● Supplied material
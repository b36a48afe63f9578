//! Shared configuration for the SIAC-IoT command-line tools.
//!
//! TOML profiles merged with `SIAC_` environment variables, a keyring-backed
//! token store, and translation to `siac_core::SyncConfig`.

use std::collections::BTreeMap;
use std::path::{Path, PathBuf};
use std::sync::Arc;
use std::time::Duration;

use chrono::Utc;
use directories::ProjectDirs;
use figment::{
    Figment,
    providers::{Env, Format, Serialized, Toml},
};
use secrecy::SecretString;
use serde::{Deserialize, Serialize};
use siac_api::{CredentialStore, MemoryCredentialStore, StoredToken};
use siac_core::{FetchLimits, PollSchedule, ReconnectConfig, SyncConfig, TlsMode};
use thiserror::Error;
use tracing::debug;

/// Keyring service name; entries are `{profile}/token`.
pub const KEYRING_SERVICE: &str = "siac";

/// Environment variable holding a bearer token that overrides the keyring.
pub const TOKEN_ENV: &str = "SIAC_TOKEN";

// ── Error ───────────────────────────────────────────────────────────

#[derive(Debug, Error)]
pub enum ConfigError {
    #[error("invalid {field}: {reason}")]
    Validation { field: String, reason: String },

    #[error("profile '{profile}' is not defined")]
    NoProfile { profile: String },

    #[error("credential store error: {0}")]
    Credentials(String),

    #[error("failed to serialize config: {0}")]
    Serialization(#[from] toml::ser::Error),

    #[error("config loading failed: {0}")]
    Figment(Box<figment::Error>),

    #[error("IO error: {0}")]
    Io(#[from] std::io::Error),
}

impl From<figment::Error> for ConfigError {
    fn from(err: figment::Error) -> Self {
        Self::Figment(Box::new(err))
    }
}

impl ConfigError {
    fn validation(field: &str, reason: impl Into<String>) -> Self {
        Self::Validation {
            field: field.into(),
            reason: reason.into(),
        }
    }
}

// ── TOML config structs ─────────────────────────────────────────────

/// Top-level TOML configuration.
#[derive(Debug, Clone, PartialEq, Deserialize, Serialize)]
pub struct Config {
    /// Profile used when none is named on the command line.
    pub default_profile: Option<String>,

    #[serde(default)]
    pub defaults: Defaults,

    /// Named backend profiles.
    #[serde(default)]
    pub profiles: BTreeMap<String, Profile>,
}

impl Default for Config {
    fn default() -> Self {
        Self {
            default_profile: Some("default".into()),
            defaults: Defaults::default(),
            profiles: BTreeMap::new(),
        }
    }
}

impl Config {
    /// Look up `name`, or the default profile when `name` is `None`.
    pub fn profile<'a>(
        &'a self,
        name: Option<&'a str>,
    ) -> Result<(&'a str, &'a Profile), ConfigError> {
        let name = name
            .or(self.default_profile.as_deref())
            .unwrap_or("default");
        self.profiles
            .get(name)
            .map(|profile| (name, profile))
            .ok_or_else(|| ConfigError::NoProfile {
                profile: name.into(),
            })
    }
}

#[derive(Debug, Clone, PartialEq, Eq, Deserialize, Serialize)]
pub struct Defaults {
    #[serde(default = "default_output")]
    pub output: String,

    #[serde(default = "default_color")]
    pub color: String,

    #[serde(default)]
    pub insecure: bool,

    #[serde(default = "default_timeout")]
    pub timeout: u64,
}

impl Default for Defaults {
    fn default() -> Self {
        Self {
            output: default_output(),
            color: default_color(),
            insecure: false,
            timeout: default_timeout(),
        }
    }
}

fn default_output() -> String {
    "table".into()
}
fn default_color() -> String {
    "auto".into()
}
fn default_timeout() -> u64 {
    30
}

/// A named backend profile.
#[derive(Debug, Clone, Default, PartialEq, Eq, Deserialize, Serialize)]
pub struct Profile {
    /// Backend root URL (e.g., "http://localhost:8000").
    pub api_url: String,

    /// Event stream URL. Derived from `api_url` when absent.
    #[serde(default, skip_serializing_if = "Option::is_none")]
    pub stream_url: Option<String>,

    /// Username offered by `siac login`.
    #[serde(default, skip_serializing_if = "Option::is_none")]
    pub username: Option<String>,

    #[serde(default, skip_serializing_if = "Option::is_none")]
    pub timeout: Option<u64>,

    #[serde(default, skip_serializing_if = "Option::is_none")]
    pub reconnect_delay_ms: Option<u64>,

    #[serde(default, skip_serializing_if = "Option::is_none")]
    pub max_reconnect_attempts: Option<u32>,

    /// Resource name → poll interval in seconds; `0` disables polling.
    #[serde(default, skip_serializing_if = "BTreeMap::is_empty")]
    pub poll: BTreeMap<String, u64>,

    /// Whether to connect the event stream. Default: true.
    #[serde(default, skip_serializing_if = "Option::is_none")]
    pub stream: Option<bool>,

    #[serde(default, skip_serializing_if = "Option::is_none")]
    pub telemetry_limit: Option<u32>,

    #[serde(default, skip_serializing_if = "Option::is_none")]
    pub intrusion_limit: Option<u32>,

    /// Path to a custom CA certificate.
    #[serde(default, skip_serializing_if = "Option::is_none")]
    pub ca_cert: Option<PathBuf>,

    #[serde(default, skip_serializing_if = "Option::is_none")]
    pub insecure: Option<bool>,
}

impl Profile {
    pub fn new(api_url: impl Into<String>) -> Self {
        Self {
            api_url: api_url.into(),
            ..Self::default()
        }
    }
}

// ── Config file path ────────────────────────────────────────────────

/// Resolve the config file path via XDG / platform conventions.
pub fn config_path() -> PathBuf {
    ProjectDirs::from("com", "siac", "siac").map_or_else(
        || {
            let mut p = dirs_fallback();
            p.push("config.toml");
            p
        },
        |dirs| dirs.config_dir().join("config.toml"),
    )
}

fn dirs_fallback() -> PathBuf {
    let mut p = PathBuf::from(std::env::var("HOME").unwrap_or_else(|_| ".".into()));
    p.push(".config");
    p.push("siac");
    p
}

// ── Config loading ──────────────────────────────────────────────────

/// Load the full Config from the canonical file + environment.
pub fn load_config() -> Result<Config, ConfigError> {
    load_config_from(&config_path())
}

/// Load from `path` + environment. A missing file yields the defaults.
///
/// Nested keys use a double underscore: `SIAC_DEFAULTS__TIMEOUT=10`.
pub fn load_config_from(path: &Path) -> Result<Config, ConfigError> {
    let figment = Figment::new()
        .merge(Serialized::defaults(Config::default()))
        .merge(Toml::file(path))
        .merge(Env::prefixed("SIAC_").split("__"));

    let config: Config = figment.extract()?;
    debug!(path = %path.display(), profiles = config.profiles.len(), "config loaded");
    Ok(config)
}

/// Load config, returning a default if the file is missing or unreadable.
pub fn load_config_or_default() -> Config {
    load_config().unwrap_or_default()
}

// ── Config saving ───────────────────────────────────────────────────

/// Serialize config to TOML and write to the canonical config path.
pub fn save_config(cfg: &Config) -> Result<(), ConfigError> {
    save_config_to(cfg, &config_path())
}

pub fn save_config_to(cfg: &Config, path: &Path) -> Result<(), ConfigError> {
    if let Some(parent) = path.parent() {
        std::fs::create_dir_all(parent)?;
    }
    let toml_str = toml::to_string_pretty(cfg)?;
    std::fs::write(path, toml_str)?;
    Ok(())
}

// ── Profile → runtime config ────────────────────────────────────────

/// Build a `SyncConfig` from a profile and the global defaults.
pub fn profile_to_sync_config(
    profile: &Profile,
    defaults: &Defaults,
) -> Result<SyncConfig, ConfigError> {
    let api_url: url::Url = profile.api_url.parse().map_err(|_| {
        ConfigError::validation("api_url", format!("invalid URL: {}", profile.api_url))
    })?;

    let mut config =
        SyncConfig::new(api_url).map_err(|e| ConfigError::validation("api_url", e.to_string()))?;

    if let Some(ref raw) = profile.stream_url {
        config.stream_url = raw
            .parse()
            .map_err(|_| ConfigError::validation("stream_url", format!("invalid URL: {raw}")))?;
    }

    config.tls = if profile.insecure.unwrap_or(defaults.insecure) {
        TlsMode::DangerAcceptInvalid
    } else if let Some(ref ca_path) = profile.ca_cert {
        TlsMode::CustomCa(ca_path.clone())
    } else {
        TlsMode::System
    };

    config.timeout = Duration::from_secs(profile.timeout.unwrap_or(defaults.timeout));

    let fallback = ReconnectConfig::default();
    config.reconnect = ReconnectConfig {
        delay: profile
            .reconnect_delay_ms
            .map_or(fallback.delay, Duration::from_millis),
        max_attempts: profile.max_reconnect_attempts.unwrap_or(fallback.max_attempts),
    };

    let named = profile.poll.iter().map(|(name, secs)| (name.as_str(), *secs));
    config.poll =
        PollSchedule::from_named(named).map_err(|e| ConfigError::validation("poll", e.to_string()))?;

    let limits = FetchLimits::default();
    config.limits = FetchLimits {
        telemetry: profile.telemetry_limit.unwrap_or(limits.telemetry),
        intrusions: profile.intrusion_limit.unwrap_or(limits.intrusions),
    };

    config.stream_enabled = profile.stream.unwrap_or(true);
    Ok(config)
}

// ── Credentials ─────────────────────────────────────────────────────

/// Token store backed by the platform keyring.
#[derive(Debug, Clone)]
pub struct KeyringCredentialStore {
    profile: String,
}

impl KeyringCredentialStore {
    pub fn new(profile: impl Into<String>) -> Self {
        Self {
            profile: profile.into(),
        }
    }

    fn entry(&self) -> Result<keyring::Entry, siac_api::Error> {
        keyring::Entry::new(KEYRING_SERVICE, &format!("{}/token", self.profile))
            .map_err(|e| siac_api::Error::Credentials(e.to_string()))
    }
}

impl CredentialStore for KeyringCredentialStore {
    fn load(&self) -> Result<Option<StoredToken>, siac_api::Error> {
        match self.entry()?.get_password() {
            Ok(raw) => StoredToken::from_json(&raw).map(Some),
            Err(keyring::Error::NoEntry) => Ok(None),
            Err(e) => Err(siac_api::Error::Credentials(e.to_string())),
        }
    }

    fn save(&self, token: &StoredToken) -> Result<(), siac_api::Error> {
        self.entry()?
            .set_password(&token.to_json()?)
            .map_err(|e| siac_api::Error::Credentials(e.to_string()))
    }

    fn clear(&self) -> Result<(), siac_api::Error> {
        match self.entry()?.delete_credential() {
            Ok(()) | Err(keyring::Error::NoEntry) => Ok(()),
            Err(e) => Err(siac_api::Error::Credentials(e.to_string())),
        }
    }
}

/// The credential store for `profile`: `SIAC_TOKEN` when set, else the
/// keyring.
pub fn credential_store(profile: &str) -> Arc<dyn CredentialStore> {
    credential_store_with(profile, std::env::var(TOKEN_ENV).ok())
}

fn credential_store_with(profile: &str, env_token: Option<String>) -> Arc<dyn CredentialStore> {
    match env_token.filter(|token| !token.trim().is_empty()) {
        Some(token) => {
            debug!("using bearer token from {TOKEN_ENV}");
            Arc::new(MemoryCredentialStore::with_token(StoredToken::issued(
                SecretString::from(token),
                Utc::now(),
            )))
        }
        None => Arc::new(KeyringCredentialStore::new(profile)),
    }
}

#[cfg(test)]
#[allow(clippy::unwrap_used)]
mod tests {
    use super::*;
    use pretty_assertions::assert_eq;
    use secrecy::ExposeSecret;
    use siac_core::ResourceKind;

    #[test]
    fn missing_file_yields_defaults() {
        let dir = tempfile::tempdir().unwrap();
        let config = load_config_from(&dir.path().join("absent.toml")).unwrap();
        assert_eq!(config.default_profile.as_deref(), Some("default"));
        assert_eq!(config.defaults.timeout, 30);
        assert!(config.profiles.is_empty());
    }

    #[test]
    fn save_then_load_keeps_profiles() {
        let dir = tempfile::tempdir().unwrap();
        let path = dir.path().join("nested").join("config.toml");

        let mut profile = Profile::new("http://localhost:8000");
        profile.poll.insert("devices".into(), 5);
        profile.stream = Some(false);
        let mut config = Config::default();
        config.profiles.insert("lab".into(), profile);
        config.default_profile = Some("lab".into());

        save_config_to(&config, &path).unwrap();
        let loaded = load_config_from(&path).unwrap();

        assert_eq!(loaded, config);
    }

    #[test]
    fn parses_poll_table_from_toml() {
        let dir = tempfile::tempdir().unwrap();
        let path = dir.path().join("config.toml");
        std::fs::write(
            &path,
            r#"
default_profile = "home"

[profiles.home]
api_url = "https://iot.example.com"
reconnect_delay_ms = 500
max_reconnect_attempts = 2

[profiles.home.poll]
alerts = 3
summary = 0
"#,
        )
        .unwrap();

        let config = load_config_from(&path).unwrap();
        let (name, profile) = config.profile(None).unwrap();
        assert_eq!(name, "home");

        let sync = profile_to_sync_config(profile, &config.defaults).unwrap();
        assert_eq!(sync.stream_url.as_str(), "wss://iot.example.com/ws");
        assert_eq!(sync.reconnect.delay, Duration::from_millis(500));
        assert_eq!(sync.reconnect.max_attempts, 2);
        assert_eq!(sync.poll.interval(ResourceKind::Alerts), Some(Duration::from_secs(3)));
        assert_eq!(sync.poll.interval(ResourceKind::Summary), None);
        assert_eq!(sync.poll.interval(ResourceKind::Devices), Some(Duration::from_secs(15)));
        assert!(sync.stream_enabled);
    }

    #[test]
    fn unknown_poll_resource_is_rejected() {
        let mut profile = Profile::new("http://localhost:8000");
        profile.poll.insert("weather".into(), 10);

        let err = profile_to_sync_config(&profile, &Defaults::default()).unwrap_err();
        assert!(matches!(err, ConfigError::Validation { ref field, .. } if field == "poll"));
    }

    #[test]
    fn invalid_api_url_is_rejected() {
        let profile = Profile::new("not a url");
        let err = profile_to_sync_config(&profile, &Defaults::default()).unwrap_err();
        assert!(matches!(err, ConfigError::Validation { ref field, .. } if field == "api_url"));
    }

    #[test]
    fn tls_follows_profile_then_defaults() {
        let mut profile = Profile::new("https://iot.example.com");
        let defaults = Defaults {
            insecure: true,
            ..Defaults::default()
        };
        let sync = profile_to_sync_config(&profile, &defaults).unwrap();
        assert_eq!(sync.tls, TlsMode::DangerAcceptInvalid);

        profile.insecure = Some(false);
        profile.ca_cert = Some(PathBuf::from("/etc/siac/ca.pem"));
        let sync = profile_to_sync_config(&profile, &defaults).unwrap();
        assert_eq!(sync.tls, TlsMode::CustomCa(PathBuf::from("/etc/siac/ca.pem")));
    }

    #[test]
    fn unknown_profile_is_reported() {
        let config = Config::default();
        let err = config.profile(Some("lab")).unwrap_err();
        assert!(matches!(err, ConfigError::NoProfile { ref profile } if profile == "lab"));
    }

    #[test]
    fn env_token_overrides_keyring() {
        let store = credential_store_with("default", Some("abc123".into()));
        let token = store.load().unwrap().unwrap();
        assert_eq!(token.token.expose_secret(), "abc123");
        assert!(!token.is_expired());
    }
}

● Task goal
From the records above, copy each line that contains the word "when".

● Response
    /// Profile used when none is named on the command line.
    /// Look up `name`, or the default profile when `name` is `None`.
    /// Event stream URL. Derived from `api_url` when absent.
/// The credential store for `profile`: `SIAC_TOKEN` when set, else the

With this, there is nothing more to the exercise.